We have a another patch for auditing that we are working, but the patch is based on the logging patch. Once the logging patch gets accepted, we will submit the audit patch.
Setting up sudo
If you want to give docker access to non root users we recommend setting up sudo. Here is a short guide on how to do this.
Add an entry like the following to /etc/sudoers.
grep dwalsh /etc/sudoers
dwalsh ALL=(ALL) NOPASSWD: /usr/bin/docker
This will allow the specified user to run docker as root, without a password.
(NOTE: I do not recommend using NOPASSWD, this would allow any process on your system to become root. If you require the password, the user needs to specify his password when running the docker command, making the system a bit more secure.
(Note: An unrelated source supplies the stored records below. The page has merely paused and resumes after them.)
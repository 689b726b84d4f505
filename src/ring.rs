//! The ring model and the `Analyze` rule set — the coordination core.
//!
//! Everything here is a pure, synchronous function over a snapshot of lease
//! records: no I/O, no locking, no async. Every client runs the same code
//! over the same snapshot, which is what lets assignment converge without a
//! broker or an election.
//!
//! The rules, restated from the data they operate on:
//! - a ring is a sequence of numbers starting at 0 and monotonically
//!   increasing, wrapping from the highest value back to 0
//! - a client holds every value up to, but not including, the next record's
//!   value
//! - if a ring is entirely `Pending`, the lowest-value client approves itself
//! - the previous `Leased` client is responsible for approving the next
//!   `Pending` client
//! - a client leases values by inserting a `Pending` record
//! - a solo client holds the whole ring
//! - balancing is driven by whichever client holds the fewest values, or the
//!   lowest value if nobody holds any yet

use std::collections::BTreeMap;

const BALANCE_THRESHOLD: i64 = 5;

/// Promotion state of a lease record.
#[derive(Debug, Clone, Copy, PartialEq, Eq, Hash)]
pub enum Status {
    Pending,
    Leased,
}

impl Status {
    pub fn as_str(&self) -> &'static str {
        match self {
            Status::Pending => "PENDING",
            Status::Leased => "LEASED",
        }
    }
}

impl std::fmt::Display for Status {
    fn fmt(&self, f: &mut std::fmt::Formatter<'_>) -> std::fmt::Result {
        f.write_str(self.as_str())
    }
}
//! Owns the set of opened leases and the single heartbeat task that keeps
//! them alive: refresh TTLs, analyze the shared ring, publish decisions.

use std::collections::HashMap;
use std::sync::atomic::{AtomicBool, Ordering};
use std::sync::Arc;

use sqlx::PgPool;
use tokio::sync::{Notify, OnceCell, RwLock as AsyncRwLock};
use tokio::task::JoinHandle;
use tokio::time::timeout;

use crate::error::{Error, Result};
use crate::lease::Lease;
use crate::logger::log_error;
use crate::migrator;
use crate::options::ClientOptions;
use crate::repository::{PostgresRepository, Repository};
use crate::ring::{self, Status};

struct Inner {
    id: String,
    repo: Arc<dyn Repository>,
    options: ClientOptions,
    leases: AsyncRwLock<HashMap<String, Arc<Lease>>>,
    closed: AtomicBool,
    heartbeat_start: OnceCell<()>,
    stop: Notify,
    heartbeat_handle: tokio::sync::Mutex<Option<JoinHandle<()>>>,
}

/// A process's handle onto the shared coordination store. Cheap to clone;
/// clones share the same heartbeat task and lease set.
#[derive(Clone)]
pub struct Client(Arc<Inner>);

impl Client {
    /// Runs pending migrations (under the configured timeout) and starts a
    /// client. The heartbeat itself only starts on the first [`Client::lease`]
    /// call.
    pub async fn new(
        pool: PgPool,
        client_id: impl Into<String>,
        options: ClientOptions,
    ) -> Result<Self> {
        crate::repository::validate_identifier("schema", &options.schema)?;
        crate::repository::validate_identifier("table prefix", &options.prefix)?;

        timeout(
            options.migration_timeout,
            migrator::migrate(&pool, &options.schema, &options.prefix),
        )
        .await
        .map_err(|_| Error::Migration("timed out acquiring the migration lock".to_string()))??;

        let repo: Arc<dyn Repository> =
            Arc::new(PostgresRepository::new(pool, &options.schema, &options.prefix)?);

        Ok(Client(Arc::new(Inner {
            id: client_id.into(),
            repo,
            options,
            leases: AsyncRwLock::new(HashMap::new()),
            closed: AtomicBool::new(false),
            heartbeat_start: OnceCell::new(),
            stop: Notify::new(),
            heartbeat_handle: tokio::sync::Mutex::new(None),
        })))
    }

    /// Registers (on first call) or returns the existing handle for `name`.
    /// `size` is only honored on the first call; later calls ignore it.
    pub async fn lease(&self, name: &str, size: i64) -> Arc<Lease> {
        if let Some(existing) = self.0.leases.read().await.get(name) {
            return Arc::clone(existing);
        }

        let lease = {
            let mut leases = self.0.leases.write().await;
            if let Some(existing) = leases.get(name) {
                return Arc::clone(existing);
            }

            let lease = Arc::new(Lease::new(
                self.0.id.clone(),
                name.to_string(),
                size,
                Arc::clone(&self.0.options.logger),
            ));
            leases.insert(name.to_string(), Arc::clone(&lease));
            lease
        };

        self.register_lease(&lease).await;
        self.start_heartbeat_once().await;

        lease
    }

    /// Inserts the lease's seed row as `PENDING`, awaited the same way the
    /// original synchronously registers before starting the heartbeat.
    /// Failure here is logged, not propagated: the next heartbeat tick
    /// implicitly retries through the normal balance/approval machinery.
    async fn register_lease(&self, lease: &Arc<Lease>) {
        let inner = &self.0;
        let name = lease.name();
        let seed = lease.ring_seed();

        let result = timeout(
            inner.options.heartbeat_timeout,
            inner
                .repo
                .insert_lease(&inner.id, name, seed, inner.options.ttl, Status::Pending),
        )
        .await;

        match result {
            Ok(Ok(())) => {}
            Ok(Err(e)) => log_error!(
                inner.options.logger,
                "failed to register lease {name:?} for client {:?}: {e}",
                inner.id
            ),
            Err(_) => log_error!(
                inner.options.logger,
                "timed out registering lease {name:?} for client {:?}",
                inner.id
            ),
        }
    }

    async fn start_heartbeat_once(&self) {
        let inner = Arc::clone(&self.0);
        self.0
            .heartbeat_start
            .get_or_init(|| async move {
                let handle = tokio::spawn(run_heartbeat(Arc::clone(&inner)));
                *inner.heartbeat_handle.lock().await = Some(handle);
            })
            .await;
    }

    /// Idempotent. Stops the heartbeat, clears every lease's published
    /// values, and removes this client's rows from the store.
    pub async fn close(&self) -> Result<()> {
        if self.0.closed.swap(true, Ordering::SeqCst) {
            return Ok(());
        }

        let handle = self.0.heartbeat_handle.lock().await.take();
        if let Some(handle) = handle {
            self.0.stop.notify_one();
            let _ = handle.await;
        }

        Ok(())
    }
}

async fn run_heartbeat(inner: Arc<Inner>) {
    let mut ticker = tokio::time::interval(inner.options.heartbeat);
    loop {
        tokio::select! {
            _ = inner.stop.notified() => break,
            _ = ticker.tick() => heartbeat_tick(&inner).await,
        }
    }
    cleanup(&inner).await;
}

async fn heartbeat_tick(inner: &Arc<Inner>) {
    let leases = inner.leases.read().await;
    let names: Vec<String> = leases.keys().cloned().collect();
    if names.is_empty() {
        return;
    }

    let records = match timeout(
        inner.options.heartbeat_timeout,
        inner
            .repo
            .get_and_refresh_leases(&names, &inner.id, inner.options.ttl),
    )
    .await
    {
        Ok(Ok(records)) => records,
        Ok(Err(e)) => {
            log_error!(
                inner.options.logger,
                "heartbeat failed for client {:?}: {e}",
                inner.id
            );
            return;
        }
        Err(_) => {
            log_error!(
                inner.options.logger,
                "heartbeat timed out for client {:?}",
                inner.id
            );
            return;
        }
    };

    let mut by_name: HashMap<String, Vec<ring::Info>> = HashMap::new();
    for record in records {
        by_name
            .entry(record.name.clone())
            .or_default()
            .push(record.into_ring_info());
    }

    for (name, infos) in by_name {
        let Some(lease) = leases.get(&name) else {
            log_error!(
                inner.options.logger,
                "analyze returned unknown lease {name:?} for client {:?}",
                inner.id
            );
            continue;
        };

        let report = ring::analyze(&infos, &inner.id, lease.size());
        lease.set_values(report.values);
        approve_leases(inner, report.approvals).await;
        register_balance(inner, report.balance).await;
    }
}

async fn approve_leases(inner: &Arc<Inner>, approvals: Vec<ring::Info>) {
    for approval in approvals {
        let result = timeout(
            inner.options.heartbeat_timeout,
            inner.repo.set_lease_status(
                &approval.client_id,
                &approval.name,
                approval.value,
                Status::Leased,
            ),
        )
        .await;

        match result {
            Ok(Ok(())) => {}
            Ok(Err(e)) => log_error!(
                inner.options.logger,
                "failed approving pending lease {:?} for client {:?}: {e}",
                approval.name,
                approval.client_id
            ),
            Err(_) => log_error!(
                inner.options.logger,
                "timed out approving lease {:?} for client {:?}",
                approval.name,
                approval.client_id
            ),
        }
    }
}

async fn register_balance(inner: &Arc<Inner>, balance: Option<ring::Request>) {
    let Some(request) = balance else { return };

    let result = timeout(
        inner.options.heartbeat_timeout,
        inner.repo.insert_lease(
            &request.client_id,
            &request.lease_name,
            request.value,
            inner.options.ttl,
            request.status,
        ),
    )
    .await;

    match result {
        Ok(Ok(())) => {}
        Ok(Err(e)) => log_error!(
            inner.options.logger,
            "failed to register balance request for lease {:?}: {e}",
            request.lease_name
        ),
        Err(_) => log_error!(
            inner.options.logger,
            "timed out registering balance request for lease {:?}",
            request.lease_name
        ),
    }
}

async fn cleanup(inner: &Arc<Inner>) {
    {
        let leases = inner.leases.write().await;
        for lease in leases.values() {
            lease.set_values(Vec::new());
        }
    }

    let result = timeout(inner.options.heartbeat_timeout, inner.repo.delete_leases(&inner.id)).await;
    match result {
        Ok(Ok(())) => {}
        Ok(Err(e)) => log_error!(
            inner.options.logger,
            "failed to delete leases for client {:?}: {e}",
            inner.id
        ),
        Err(_) => log_error!(
            inner.options.logger,
            "timed out deleting leases for client {:?}",
            inner.id
        ),
    }
}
Sudo gives you a 5 minute grace period to run docker again without password)
Setup an alias for running the docker command
alias docker="sudo /usr/bin/docker"
Now when the user executes the docker command as non root it will be allowed and get proper logging.
docker run -ti --privileged -v /:/host fedora chroot /host
Look at the journal or /var/log/messages.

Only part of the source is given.